[Records supplied — start]
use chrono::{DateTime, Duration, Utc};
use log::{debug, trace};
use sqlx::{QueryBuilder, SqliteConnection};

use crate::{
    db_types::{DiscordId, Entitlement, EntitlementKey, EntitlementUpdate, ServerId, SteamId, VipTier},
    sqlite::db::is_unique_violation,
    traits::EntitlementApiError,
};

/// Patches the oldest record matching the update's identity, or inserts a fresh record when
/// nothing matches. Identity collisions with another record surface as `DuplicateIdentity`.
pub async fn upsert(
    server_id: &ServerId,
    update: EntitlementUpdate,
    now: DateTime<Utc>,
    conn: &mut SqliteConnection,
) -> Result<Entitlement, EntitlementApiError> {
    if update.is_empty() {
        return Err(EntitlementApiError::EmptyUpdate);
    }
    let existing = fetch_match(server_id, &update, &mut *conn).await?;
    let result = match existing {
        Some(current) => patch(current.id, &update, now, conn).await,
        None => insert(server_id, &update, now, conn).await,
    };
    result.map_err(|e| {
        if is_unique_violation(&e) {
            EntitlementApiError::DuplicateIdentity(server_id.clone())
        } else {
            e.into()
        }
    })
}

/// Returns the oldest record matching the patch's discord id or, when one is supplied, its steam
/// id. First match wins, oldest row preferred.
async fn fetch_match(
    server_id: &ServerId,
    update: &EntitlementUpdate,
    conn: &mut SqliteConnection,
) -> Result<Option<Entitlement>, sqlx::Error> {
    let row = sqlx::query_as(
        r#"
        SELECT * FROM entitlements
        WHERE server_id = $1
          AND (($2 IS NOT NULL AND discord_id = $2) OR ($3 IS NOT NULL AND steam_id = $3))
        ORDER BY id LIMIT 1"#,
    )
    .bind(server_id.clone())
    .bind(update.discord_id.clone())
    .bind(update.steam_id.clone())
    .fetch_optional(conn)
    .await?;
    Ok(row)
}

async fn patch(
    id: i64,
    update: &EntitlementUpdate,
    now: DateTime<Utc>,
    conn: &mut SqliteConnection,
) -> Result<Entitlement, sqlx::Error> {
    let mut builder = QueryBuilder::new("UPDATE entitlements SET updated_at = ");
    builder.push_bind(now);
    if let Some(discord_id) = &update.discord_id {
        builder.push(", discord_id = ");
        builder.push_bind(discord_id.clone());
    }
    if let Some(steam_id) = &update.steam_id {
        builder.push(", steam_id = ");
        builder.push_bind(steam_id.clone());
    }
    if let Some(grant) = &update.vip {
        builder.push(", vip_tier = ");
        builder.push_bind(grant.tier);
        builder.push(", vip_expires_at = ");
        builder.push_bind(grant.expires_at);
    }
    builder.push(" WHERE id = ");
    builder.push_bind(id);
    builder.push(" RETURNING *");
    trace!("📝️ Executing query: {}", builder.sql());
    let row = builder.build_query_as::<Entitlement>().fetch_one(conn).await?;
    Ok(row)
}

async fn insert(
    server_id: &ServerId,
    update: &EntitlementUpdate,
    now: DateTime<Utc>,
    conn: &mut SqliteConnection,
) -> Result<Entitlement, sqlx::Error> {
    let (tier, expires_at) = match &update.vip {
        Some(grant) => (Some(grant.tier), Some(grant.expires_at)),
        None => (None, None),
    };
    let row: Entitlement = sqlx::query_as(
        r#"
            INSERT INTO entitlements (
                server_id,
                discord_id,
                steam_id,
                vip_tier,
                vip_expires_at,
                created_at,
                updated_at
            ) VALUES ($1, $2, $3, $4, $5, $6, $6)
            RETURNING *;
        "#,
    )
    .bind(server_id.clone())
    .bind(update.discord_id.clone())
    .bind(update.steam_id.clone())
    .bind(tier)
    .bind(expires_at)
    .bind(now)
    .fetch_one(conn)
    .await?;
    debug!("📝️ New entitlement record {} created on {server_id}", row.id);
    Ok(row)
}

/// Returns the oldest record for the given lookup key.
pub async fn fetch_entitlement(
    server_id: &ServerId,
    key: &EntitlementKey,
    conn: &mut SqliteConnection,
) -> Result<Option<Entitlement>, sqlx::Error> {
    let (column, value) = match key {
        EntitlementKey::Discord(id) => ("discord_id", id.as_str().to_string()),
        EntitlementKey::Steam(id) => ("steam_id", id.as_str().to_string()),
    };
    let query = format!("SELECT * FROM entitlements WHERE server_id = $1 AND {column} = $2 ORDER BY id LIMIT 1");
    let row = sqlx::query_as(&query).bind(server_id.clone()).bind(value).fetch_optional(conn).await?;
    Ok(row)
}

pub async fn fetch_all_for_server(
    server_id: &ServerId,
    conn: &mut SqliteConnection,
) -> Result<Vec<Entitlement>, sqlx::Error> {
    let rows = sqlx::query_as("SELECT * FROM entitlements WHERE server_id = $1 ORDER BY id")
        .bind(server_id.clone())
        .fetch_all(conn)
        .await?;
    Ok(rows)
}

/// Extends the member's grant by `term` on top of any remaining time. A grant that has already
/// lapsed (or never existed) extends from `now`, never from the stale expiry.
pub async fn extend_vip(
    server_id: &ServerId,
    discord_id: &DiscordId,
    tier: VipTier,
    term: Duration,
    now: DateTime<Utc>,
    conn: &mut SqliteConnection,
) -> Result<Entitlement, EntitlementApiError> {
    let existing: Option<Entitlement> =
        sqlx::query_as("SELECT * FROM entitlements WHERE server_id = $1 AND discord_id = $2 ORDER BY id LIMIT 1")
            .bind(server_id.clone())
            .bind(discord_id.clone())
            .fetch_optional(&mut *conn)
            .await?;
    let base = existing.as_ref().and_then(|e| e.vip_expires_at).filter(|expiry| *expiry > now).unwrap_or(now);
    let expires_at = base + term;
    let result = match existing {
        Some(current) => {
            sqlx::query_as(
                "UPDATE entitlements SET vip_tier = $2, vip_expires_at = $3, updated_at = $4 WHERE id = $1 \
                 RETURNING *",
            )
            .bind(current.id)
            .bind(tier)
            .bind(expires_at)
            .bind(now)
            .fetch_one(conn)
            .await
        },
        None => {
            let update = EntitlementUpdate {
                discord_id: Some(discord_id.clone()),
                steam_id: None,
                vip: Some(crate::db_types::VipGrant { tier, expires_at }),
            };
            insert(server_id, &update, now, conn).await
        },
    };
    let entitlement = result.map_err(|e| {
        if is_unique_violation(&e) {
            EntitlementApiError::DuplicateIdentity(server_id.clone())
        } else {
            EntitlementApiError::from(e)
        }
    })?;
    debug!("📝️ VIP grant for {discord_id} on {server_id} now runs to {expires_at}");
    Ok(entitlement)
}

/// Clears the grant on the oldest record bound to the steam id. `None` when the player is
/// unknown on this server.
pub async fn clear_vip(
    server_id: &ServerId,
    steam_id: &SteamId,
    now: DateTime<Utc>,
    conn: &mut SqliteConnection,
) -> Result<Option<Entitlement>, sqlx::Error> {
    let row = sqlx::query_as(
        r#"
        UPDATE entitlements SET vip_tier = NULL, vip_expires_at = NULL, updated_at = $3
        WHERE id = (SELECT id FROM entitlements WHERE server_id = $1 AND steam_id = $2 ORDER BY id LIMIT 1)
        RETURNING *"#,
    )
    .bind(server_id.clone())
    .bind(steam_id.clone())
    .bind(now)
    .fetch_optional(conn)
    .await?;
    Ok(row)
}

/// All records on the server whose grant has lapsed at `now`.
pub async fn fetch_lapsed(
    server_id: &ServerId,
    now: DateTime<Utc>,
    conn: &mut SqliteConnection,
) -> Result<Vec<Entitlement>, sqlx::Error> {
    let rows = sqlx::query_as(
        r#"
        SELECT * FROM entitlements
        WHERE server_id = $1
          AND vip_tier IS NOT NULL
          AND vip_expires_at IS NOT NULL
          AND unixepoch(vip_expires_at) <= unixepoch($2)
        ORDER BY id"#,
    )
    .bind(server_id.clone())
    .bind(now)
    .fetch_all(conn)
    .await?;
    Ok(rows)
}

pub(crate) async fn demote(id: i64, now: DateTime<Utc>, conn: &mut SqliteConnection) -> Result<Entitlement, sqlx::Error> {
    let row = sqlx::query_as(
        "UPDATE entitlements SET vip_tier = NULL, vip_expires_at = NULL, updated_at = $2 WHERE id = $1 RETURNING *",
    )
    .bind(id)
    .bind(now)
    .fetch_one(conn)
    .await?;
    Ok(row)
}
[Records supplied — finish]
Assigned task. Looking at the material above, say how many of its lines hold the word "None", giving only the number.

Task answer. 5